Data were analysed using IBM SPSS version 22.0 (SPSS Institute, Chicago, IL, USA). Independent sample T-test was used to compare between the two groups in all the parameters measured. Multiple regression analysis was used to analyse the association of salivary leptin concentration as a dependent variable with age, height, weight, BMI, WC, HC, WHR, WF, SCF, VF, whole body skeletal muscle mass, regional muscle mass in arms, legs and trunk, as independent variables in both groups. Levels of significance used in this study are as follows: p<0.05 is considered significant with a confidence interval (CI) 95%, p<0.01 significant with CI 99%, p<0.1 is considered significant with CI 90%.


This was a cross-sectional study of 92 healthy adult Malay males, aged between 18–25 years old. Salivary samples from all participants were analysed, of which 55.4 % (n=51) were of normal–underweight and 44.5 % (n=41) were overweight–obese (Table 1). All of the measured variables were found to be significantly different between the two groups, except salivary leptin levels and height, which were found to be similar (see Table 1).

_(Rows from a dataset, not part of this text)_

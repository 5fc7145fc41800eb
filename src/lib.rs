#![cfg(target_arch = "wasm32")]
use particle_core::{GestureInput, Latest, ParticleParams, ParticleSystem, SceneView};
use std::cell::RefCell;
use std::rc::Rc;
use wasm_bindgen::prelude::*;
use wasm_bindgen::JsCast;
use wasm_bindgen_futures::spawn_local;
use web_sys as web;

mod constants;
mod controls;
mod dom;
mod events;
mod frame;
mod hands;
mod overlay;
mod render;

use constants::CANVAS_ID;

fn wire_canvas_resize(canvas: &web::HtmlCanvasElement) {
    dom::sync_canvas_backing_size(canvas);
    let canvas_resize = canvas.clone();
    let resize_closure = Closure::wrap(Box::new(move || {
        dom::sync_canvas_backing_size(&canvas_resize);
    }) as Box<dyn FnMut()>);
    if let Some(window) = web::window() {
        _ = window
            .add_event_listener_with_callback("resize", resize_closure.as_ref().unchecked_ref());
    }
    resize_closure.forget();
}

#[wasm_bindgen(start)]
pub fn start() -> Result<(), JsValue> {
    console_error_panic_hook::set_once();
    console_log::init_with_level(log::Level::Info).ok();
    log::info!("particle-web starting");

    spawn_local(async move {
        if let Err(e) = init().await {
            log::error!("init error: {:?}", e);
        }
    });
    Ok(())
}

async fn init() -> anyhow::Result<()> {
    let window = web::window().ok_or_else(|| anyhow::anyhow!("no window"))?;
    let document = window
        .document()
        .ok_or_else(|| anyhow::anyhow!("no document"))?;

    let canvas: web::HtmlCanvasElement = document
        .get_element_by_id(CANVAS_ID)
        .ok_or_else(|| anyhow::anyhow!("missing #{CANVAS_ID}"))?
        .dyn_into::<web::HtmlCanvasElement>()
        .map_err(|e| anyhow::anyhow!(format!("{:?}", e)))?;

    // Maintain canvas internal pixel size to match CSS size * devicePixelRatio
    wire_canvas_resize(&canvas);

    let params = ParticleParams::default();
    let style = Rc::new(RefCell::new(params.style));
    let initial_shape = params.initial_shape;
    let system = ParticleSystem::new(params, js_sys::Date::now() as u64)
        .map_err(|e| anyhow::anyhow!("particle setup: {e}"))?;
    let capacity = system.len();
    let system = Rc::new(RefCell::new(system));

    events::wire_shape_buttons(&document, system.clone());
    events::wire_color_input(&document, style.clone());
    events::wire_fullscreen_toggle(&document);
    events::wire_global_keydown(document.clone(), system.clone());
    overlay::mark_active_shape(&document, initial_shape.id());
    overlay::set_color_label(&document, style.borrow().color);

    // Camera/model failures leave the cloud running without gesture input
    let gesture: Latest<GestureInput> = Latest::new();
    if let Err(e) = hands::start_hand_tracking(&document, gesture.clone()) {
        log::error!("[hands] tracking disabled: {:?}", e);
    }

    let gpu = frame::init_gpu(&canvas, capacity).await;
    let frame_ctx = Rc::new(RefCell::new(frame::FrameContext {
        system,
        style,
        gesture,
        view: SceneView::new(canvas.width(), canvas.height()),
        canvas,
        gpu,
    }));
    frame::start_loop(frame_ctx);
    Ok(())
}
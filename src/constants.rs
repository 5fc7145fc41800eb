// DOM contract and gesture-source settings for the web front-end.

// Page elements
pub const CANVAS_ID: &str = "particle-canvas";
pub const VIDEO_ID: &str = "video-input";
pub const GESTURE_STATUS_SELECTOR: &str = "#gesture-status span";
pub const SHAPE_BUTTON_SELECTOR: &str = ".btn-model";
pub const SHAPE_BUTTON_ATTR: &str = "data-model";
pub const ACTIVE_CLASS: &str = "active";
pub const COLOR_INPUT_ID: &str = "color-input";
pub const COLOR_VALUE_ID: &str = "color-value";
pub const FULLSCREEN_TOGGLE_ID: &str = "fullscreen-toggle";

// Canvas backing store follows CSS size * devicePixelRatio, capped
pub const MAX_DEVICE_PIXEL_RATIO: f64 = 2.0;

// MediaPipe Hands
pub const HANDS_CDN_BASE: &str = "https://cdn.jsdelivr.net/npm/@mediapipe/hands/";
pub const MAX_NUM_HANDS: u32 = 1;
pub const MODEL_COMPLEXITY: u32 = 1;
pub const MIN_DETECTION_CONFIDENCE: f32 = 0.5;
pub const MIN_TRACKING_CONFIDENCE: f32 = 0.5;

// Camera capture size handed to the MediaPipe camera helper
pub const CAPTURE_WIDTH: u32 = 640;
pub const CAPTURE_HEIGHT: u32 = 480;

// Status line
pub const STATUS_TRACKING: &str = "Tracking hand...";
pub const STATUS_SEARCHING: &str = "Searching for hand...";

In the normal–underweight group, a multiple regression analysis revealed a significant positive correlation between salivary leptin levels with HC, WC and WHR, with HC being the most important predictor for salivary leptin levels (see Table 2). However, the analysis revealed an absence of correlation between salivary leptin levels with age, weight, BMI, WF, VF, SCF, whole body skeletal muscle mass, regional muscle mass in arms, legs and trunk (see Table 2) in the same group. In overweight–obese group, the regression analysis revealed a significant correlation between salivary leptin levels with height at p<0.05, WC, HC, WHR and RM with p<0.1. The results also showed lack of correlation of salivary leptin levels with any of the other anthropometric measurements (see Table 3).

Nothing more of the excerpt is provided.